Rwanda. Il y a 32 ans, le génocide des Tutsi: entre mémoire, résilience et vigilance

Le 10/04/2026 à 11h12

Le Rwanda a commémoré le 32e anniversaire du génocide commis contre les Tutsi. À Kigali, entre recueillement, témoignages et discours officiels, le pays réaffirme son engagement à préserver la mémoire tout en restant vigilant face aux menaces persistantes.

Comme un écho du passé, la pluie s’est invitée aux cérémonies de commémoration du génocide contre les Tutsi. Une pluie fine, persistante, qui n’a pas manqué de raviver les souvenirs d’avril 1994, lorsque le pays sombrait dans l’horreur sous un ciel tout aussi chargé. Trente-deux ans plus tard, au Mémorial du génocide de Kigali, le Rwanda s’est à nouveau recueilli pour honorer la mémoire des victimes et réaffirmer son engagement à ne jamais oublier.
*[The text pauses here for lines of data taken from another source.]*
#![allow(dead_code)]

use std::collections::{HashMap, VecDeque};
use std::sync::{Arc, Mutex};

use alloy_primitives::{Address, B256, U256};
use async_trait::async_trait;
use serde_json::{json, Value};

use alloy_sol_types::{SolCall, SolEvent};

use maker_dai_rs::abi::{self, DSProxy, SaiTub};
use maker_dai_rs::config::MakerOptions;
use maker_dai_rs::rpc::Transport;
use maker_dai_rs::services::addresses;
use maker_dai_rs::{Error, Maker, Result};

pub const NETWORK: &str = "999";

pub fn addr(last: u8) -> Address {
    let mut bytes = [0u8; 20];
    bytes[19] = last;
    Address::from(bytes)
}

pub fn account() -> Address {
    Address::repeat_byte(0x16)
}

pub fn wad(whole: u64) -> U256 {
    U256::from(whole) * U256::from(10u64).pow(U256::from(18))
}

pub fn ray(whole: u64) -> U256 {
    U256::from(whole) * U256::from(10u64).pow(U256::from(27))
}

pub fn word(value: U256) -> Vec<u8> {
    value.to_be_bytes::<32>().to_vec()
}

pub fn address_word(address: Address) -> Vec<u8> {
    address.into_word().to_vec()
}

pub fn words(parts: &[Vec<u8>]) -> Vec<u8> {
    parts.concat()
}

/// Every contract the library knows about, at a fixed local address.
pub const CONTRACTS: &[(&str, u8)] = &[
    (addresses::SAI_TUB, 0xa1),
    (addresses::SAI_TOP, 0xa2),
    (addresses::SAI_TAP, 0xa3),
    (addresses::SAI_PIP, 0xa4),
    (addresses::SAI_PEP, 0xa5),
    (addresses::SAI_VOX, 0xa6),
    (addresses::SAI_SKR, 0xa7),
    (addresses::SAI_GEM, 0xa8),
    (addresses::SAI, 0xa9),
    (addresses::SAI_SIN, 0xaa),
    (addresses::MKR, 0xab),
    (addresses::OLD_MKR, 0xac),
    (addresses::MAKER_OTC, 0xad),
    (addresses::OASIS_PROXY, 0xae),
    (addresses::PROXY_CREATION_AND_EXECUTE, 0xaf),
    (addresses::PROXY_REGISTRY, 0xb0),
    (addresses::SAI_PROXY, 0xb1),
];

pub fn contract(name: &str) -> Address {
    CONTRACTS
        .iter()
        .find(|(n, _)| *n == name)
        .map(|(_, last)| addr(*last))
        .unwrap_or_else(|| panic!("no test address for {}", name))
}

pub fn options() -> MakerOptions {
    CONTRACTS.iter().fold(MakerOptions::default(), |options, (name, last)| {
        options.with_address(name, addr(*last))
    })
}

/// A transaction the chain accepted.
#[derive(Debug, Clone)]
pub struct SentTx {
    pub hash: B256,
    pub to: Address,
    pub data: Vec<u8>,
    pub value: Option<U256>,
}

impl SentTx {
    pub fn selector(&self) -> [u8; 4] {
        let mut out = [0u8; 4];
        out.copy_from_slice(&self.data[..4]);
        out
    }

    pub fn calls<C: SolCall>(&self) -> bool {
        self.data.len() >= 4 && self.selector() == C::SELECTOR
    }

    pub fn decode<C: SolCall>(&self) -> C {
        C::abi_decode(&self.data, true).unwrap()
    }

    /// The call a DSProxy `execute` forwards, with its target.
    pub fn executed<C: SolCall>(&self) -> (Address, C) {
        let execute = self.decode::<DSProxy::executeCall>();
        (execute.target, C::abi_decode(&execute.data, true).unwrap())
    }
}

struct Reaction {
    to: Address,
    selector: [u8; 4],
    updates: Vec<(Address, [u8; 4], Vec<u8>)>,
}

/// In-memory node: answers `eth_call` from a table keyed by target and
/// selector (128 zero bytes when unset), accepts every transaction and
/// mines it immediately.
#[derive(Default)]
pub struct MockChain {
    calls: Mutex<HashMap<(Address, [u8; 4]), Vec<u8>>>,
    balances: Mutex<HashMap<Address, U256>>,
    sent: Mutex<Vec<SentTx>>,
    next_logs: Mutex<VecDeque<Vec<Value>>>,
    logs: Mutex<HashMap<B256, Vec<Value>>>,
    reactions: Mutex<Vec<Reaction>>,
    requests: Mutex<Vec<String>>,
    revert: Mutex<bool>,
    reject: Mutex<bool>,
}

impl MockChain {
    pub fn new() -> Arc<Self> {
        Arc::new(Self::default())
    }

    pub fn transport(self: &Arc<Self>) -> Arc<dyn Transport> {
        Arc::clone(self) as Arc<dyn Transport>
    }

    pub fn set_call<C: SolCall>(&self, to: Address, data: Vec<u8>) {
        self.calls.lock().unwrap().insert((to, C::SELECTOR), data);
    }

    pub fn set_balance(&self, owner: Address, wei: U256) {
        self.balances.lock().unwrap().insert(owner, wei);
    }

    /// Attach logs to the receipt of the next transaction sent.
    pub fn push_logs(&self, logs: Vec<Value>) {
        self.next_logs.lock().unwrap().push_back(logs);
    }

    /// Once `S` is sent to `to`, answer `C` on `target` with `data`.
    pub fn after_send<S: SolCall, C: SolCall>(&self, to: Address, target: Address, data: Vec<u8>) {
        self.reactions.lock().unwrap().push(Reaction {
            to,
            selector: S::SELECTOR,
            updates: vec![(target, C::SELECTOR, data)],
        });
    }

    /// Mine every later transaction with a failed status.
    pub fn revert_transactions(&self) {
        *self.revert.lock().unwrap() = true;
    }

    /// Refuse every later `eth_sendTransaction`.
    pub fn reject_transactions(&self) {
        *self.reject.lock().unwrap() = true;
    }

    pub fn sent(&self) -> Vec<SentTx> {
        self.sent.lock().unwrap().clone()
    }

    pub fn count(&self, method: &str) -> usize {
        self.requests
            .lock()
            .unwrap()
            .iter()
            .filter(|m| m.as_str() == method)
            .count()
    }

    fn eth_call(&self, params: &Value) -> Result<Value> {
        let to: Address = params[0]["to"].as_str().unwrap().parse().unwrap();
        let data = hex::decode(params[0]["data"].as_str().unwrap().trim_start_matches("0x")).unwrap();
        let mut key = [0u8; 4];
        key.copy_from_slice(&data[..4]);
        let result = self
            .calls
            .lock()
            .unwrap()
            .get(&(to, key))
            .cloned()
            .unwrap_or_else(|| vec![0u8; 128]);
        Ok(json!(format!("0x{}", hex::encode(result))))
    }

    fn send_transaction(&self, params: &Value) -> Result<Value> {
        if *self.reject.lock().unwrap() {
            return Err(Error::Rpc {
                code: -32000,
                message: "insufficient funds for gas * price + value".to_string(),
            });
        }
        let tx = &params[0];
        let to: Address = tx["to"].as_str().unwrap().parse().unwrap();
        let data = tx["data"]
            .as_str()
            .map(|d| hex::decode(d.trim_start_matches("0x")).unwrap())
            .unwrap_or_default();
        let value = tx["value"]
            .as_str()
            .map(|v| U256::from_str_radix(v.trim_start_matches("0x"), 16).unwrap());

        let mut sent = self.sent.lock().unwrap();
        let hash = B256::from(U256::from(sent.len() + 1).to_be_bytes::<32>());
        let logs = self.next_logs.lock().unwrap().pop_front().unwrap_or_default();
        self.logs.lock().unwrap().insert(hash, logs);

        if data.len() >= 4 {
            let reactions = self.reactions.lock().unwrap();
            for reaction in reactions.iter() {
                if reaction.to == to && data[..4] == reaction.selector {
                    let mut calls = self.calls.lock().unwrap();
                    for (target, key, response) in &reaction.updates {
                        calls.insert((*target, *key), response.clone());
                    }
                }
            }
        }

        sent.push(SentTx {
            hash,
            to,
            data,
            value,
        });
        Ok(json!(hash.to_string()))
    }

    fn receipt(&self, params: &Value) -> Result<Value> {
        let hash: B256 = params[0].as_str().unwrap().parse().unwrap();
        let logs = self.logs.lock().unwrap().get(&hash).cloned().unwrap_or_default();
        let status = if *self.revert.lock().unwrap() { "0x0" } else { "0x1" };
        Ok(json!({
            "transactionHash": hash.to_string(),
            "blockNumber": "0x2a",
            "gasUsed": "0x5208",
            "status": status,
            "logs": logs,
        }))
    }
}

#[async_trait]
impl Transport for MockChain {
    async fn request(&self, method: &str, params: Value) -> Result<Value> {
        self.requests.lock().unwrap().push(method.to_string());
        match method {
            "net_version" => Ok(json!(NETWORK)),
            "eth_accounts" => Ok(json!([account().to_string()])),
            "eth_blockNumber" => Ok(json!("0x2a")),
            "eth_getBalance" => {
                let owner: Address = params[0].as_str().unwrap().parse().unwrap();
                let balance = self.balances.lock().unwrap().get(&owner).copied().unwrap_or_default();
                Ok(json!(format!("0x{:x}", balance)))
            }
            "eth_call" => self.eth_call(&params),
            "eth_sendTransaction" => self.send_transaction(&params),
            "eth_getTransactionReceipt" => self.receipt(&params),
            other => Err(Error::Rpc {
                code: -32601,
                message: format!("method {} not found", other),
            }),
        }
    }
}

/// A `LogNewCup(address indexed lad, bytes32 cup)` entry as the tub emits it.
pub fn new_cup_log(id: u64) -> Value {
    json!({
        "address": contract(addresses::SAI_TUB).to_string(),
        "topics": [
            SaiTub::LogNewCup::SIGNATURE_HASH.to_string(),
            account().into_word().to_string(),
        ],
        "data": abi::cup_id(id).to_string(),
    })
}

pub async fn maker(chain: &Arc<MockChain>) -> Maker {
    Maker::with_transport("test", options(), chain.transport())
        .await
        .unwrap()
}

pub async fn maker_with(chain: &Arc<MockChain>, options: MakerOptions) -> Maker {
    Maker::with_transport("test", options, chain.transport())
        .await
        .unwrap()
}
Comme le veut la tradition, le président Paul Kagame et la Première dame ont déposé une gerbe de fleurs sur une tombe commune où reposent plus de 250.000 victimes, avant d’allumer la flamme du souvenir. Cette flamme brûlera pendant 100 jours, à l’image de la durée du génocide, marquant ainsi l’ouverture de la période de Kwibuka.

Mais avant les discours officiels, c’est la voix tremblante d’un survivant qui a saisi l’assistance. Théoneste Ngiruwonsanga, 14 ans au moment des faits, a livré un témoignage chargé d’émotion, replongeant dans une enfance marquée par la peur et les prémices de la tragédie. «Nous vivions dans une peur constante», a-t-il raconté, évoquant les violences déjà présentes bien avant 1994, entre assassinats, destructions de maisons et discriminations à l’école. Des signes avant-coureurs qui, avec le recul, annonçaient le pire.

Son récit a également mis en lumière le long chemin de reconstruction. Orphelin après la perte de ses parents, Théoneste Ngiruwonsanga grandit dans les décombres de cette tragédie avant de se reconstruire. Aujourd’hui marié et père de quatre enfants scolarisés, il incarne cette résilience rwandaise souvent évoquée, mais rarement racontée avec autant de force. Dans une voix nouée par l’émotion, il a tenu à remercier les forces de l’Armée patriotique rwandaise pour avoir mis fin au génocide.

Dans la foulée, le président Paul Kagame a pris la parole devant les autorités, les représentants des survivants et le corps diplomatique. Dans un discours ferme, il a dénoncé les tentatives persistantes de déformation de l’histoire du génocide, rappelant que «ces témoignages ne sont pas des récits ordinaires», mais bien des vérités ancrées dans une réalité vécue. Il a également insisté sur la nécessité de préserver cette mémoire face aux discours négationnistes.

Le chef de l’État a surtout martelé un message de fermeté : «ce pays ne mourra pas deux fois». Une déclaration forte, qui traduit la détermination du Rwanda à se défendre face à toute menace, mais aussi à protéger les générations futures. Pour Paul Kagame, la mémoire ne doit pas être passive, mais constituer un rempart actif contre toute résurgence de l’idéologie génocidaire.

Au-delà du souvenir, le président rwandais a rappelé que le génocide de 1994 n’était pas un événement spontané, mais le résultat d’une préparation méthodique, marquée par la propagande, l’endoctrinement et l’inaction internationale. «Le déni du génocide commence bien avant que le génocide lui-même ne soit commis», a-t-il averti, mettant en garde contre les signaux faibles encore perceptibles aujourd’hui, notamment dans la région.

La journée s’est poursuivie par une marche du souvenir, réunissant le président, la Première dame et de nombreux jeunes. Sur une distance symbolique de 2,4 kilomètres, les participants ont rendu hommage aux victimes, rappelant les longues marches qu’avaient dû entreprendre les Tutsi pour fuir la mort en 1994.

En soirée, une veillée funèbre a permis d’allumer des bougies en mémoire des disparus, dans une atmosphère de recueillement profond. Les témoignages, comme celui de Théoneste Ngiruwonsanga, ont une nouvelle fois rappelé l’importance de transmettre cette mémoire aux générations futures, dans un contexte où les discours de haine et de négation persistent.

Trente-deux ans après, le Rwanda continue ainsi de conjuguer mémoire, résilience et vigilance. Si le pays met en avant son unité retrouvée et ses avancées, les autorités insistent sur un impératif : ne jamais baisser la garde face aux idéologies extrémistes.

Kwibuka 32 s’inscrit ainsi dans une double exigence : honorer les victimes et alerter le monde. Car pour le Rwanda, se souvenir ne suffit pas — il faut aussi agir pour que l’histoire ne se répète jamais.